Une relecture du Temple du Soleil
« Le Temple du Soleil, classique du genre, est une œuvre indémodable qui, sous couleur d’exotisme (et quel !), nous parle également d’altérité (la magie noire des Incas n’est pas précisément voisine de nos catégories mentales !). Outre les us et coutumes des autochtones du Pérou, les héros, dépêchés par l’auteur, se heurtent à la vision du monde d’un peuple qui, en dépit de la colonisation dont il fut victime, résiste toujours à l’Occident et ses prétentions. (…) Dramatique à souhait, cette fable, qui sait être drôle, tire brillamment profit du mythe de l’Eldorado. » Pierre Fresnault-Deruelle
Après Hergé ou Le retour de l’Indien, une relecture des 7 boules de cristal, Pierre Fresnault-Deruelle s’attaque à sa suite avec Hergé et les Incas ou La malédiction déjouée, relecture du temple du Soleil. L’auteur nous invite à une analyse fine de la deuxième partie de ce diptyque plus que mythique, ayant grandement contribué à élever la bibliographie d’Hergé au rang d’œuvre d’art.

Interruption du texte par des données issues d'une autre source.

//! Streaming data channel for sensorlink.
//!
//! Defines the [`DataSocket`] trait for the byte-stream path that carries
//! sensor samples, the [`DataChannel`] that owns a socket for the lifetime
//! of a session and drains it on readiness, and the [`SampleDecoder`]
//! contract through which callers turn bytes into samples. A Unix-socket
//! backend is provided; the payload layout is left to the decoder.

use async_trait::async_trait;
use sensorlink_types::SessionId;

pub mod channel;
pub mod decoder;
pub mod error;
#[cfg(any(test, feature = "mock"))]
pub mod mock;
pub mod unix;

pub use channel::{DataChannel, Frames};
pub use decoder::{BatchDecoder, FixedSizeDecoder, SampleDecoder, DEFAULT_MAX_BATCH};
pub use error::DataChannelError;
pub use unix::UnixDataSocket;

/// A connectable, readable byte stream bound to one session.
///
/// Reads are synchronous and never block: [`bytes_available`] reports what
/// is already buffered and [`read`] either fills the whole buffer from it
/// or fails without consuming anything.
///
/// [`bytes_available`]: DataSocket::bytes_available
/// [`read`]: DataSocket::read
#[async_trait]
pub trait DataSocket: Send + 'static {
    /// Connect and announce the session the stream belongs to.
    async fn connect(&mut self, session_id: SessionId) -> Result<(), DataChannelError>;

    /// Close the connection.
    async fn disconnect(&mut self) -> Result<(), DataChannelError>;

    /// Wait until new bytes have arrived since the previous call.
    ///
    /// Bytes left buffered by an earlier drain do not count, so a partial
    /// record does not report readiness again until more data lands.
    /// Returns [`DataChannelError::Closed`] once the peer has hung up.
    async fn readable(&mut self) -> Result<(), DataChannelError>;

    /// Number of bytes that can be read without waiting.
    fn bytes_available(&mut self) -> usize;

    /// Fill `buf` completely, or return false and leave the stream untouched.
    fn read(&mut self, buf: &mut [u8]) -> bool;
}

Le précis commence par une analyse de la couverture, de la page de titre et du strip d’ouverture. Le premier plat indique clairement les lieux. Nous sommes au Pérou. La page de titre impose un motif de frontispice inca, symbolisant la force d’un peuple rayonnant. Première planche, avant de commencer la lecture, un personnage de frise impose une culture sud-américaine à laquelle Tintin et ses compagnons d’aventure vont devoir se plier. Subrepticement, avant de démarrer, et porté par l’énigme de la première partie du récit, Hergé invite au mystère. Le livre de Fresnault-Deruelle est ensuite composée de quatre parties. Les trois premières sont exclusivement consacrées à l’album concerné, la quatrième s’étend sur le travail d’Hergé depuis L’oreille cassée jusqu’au Temple.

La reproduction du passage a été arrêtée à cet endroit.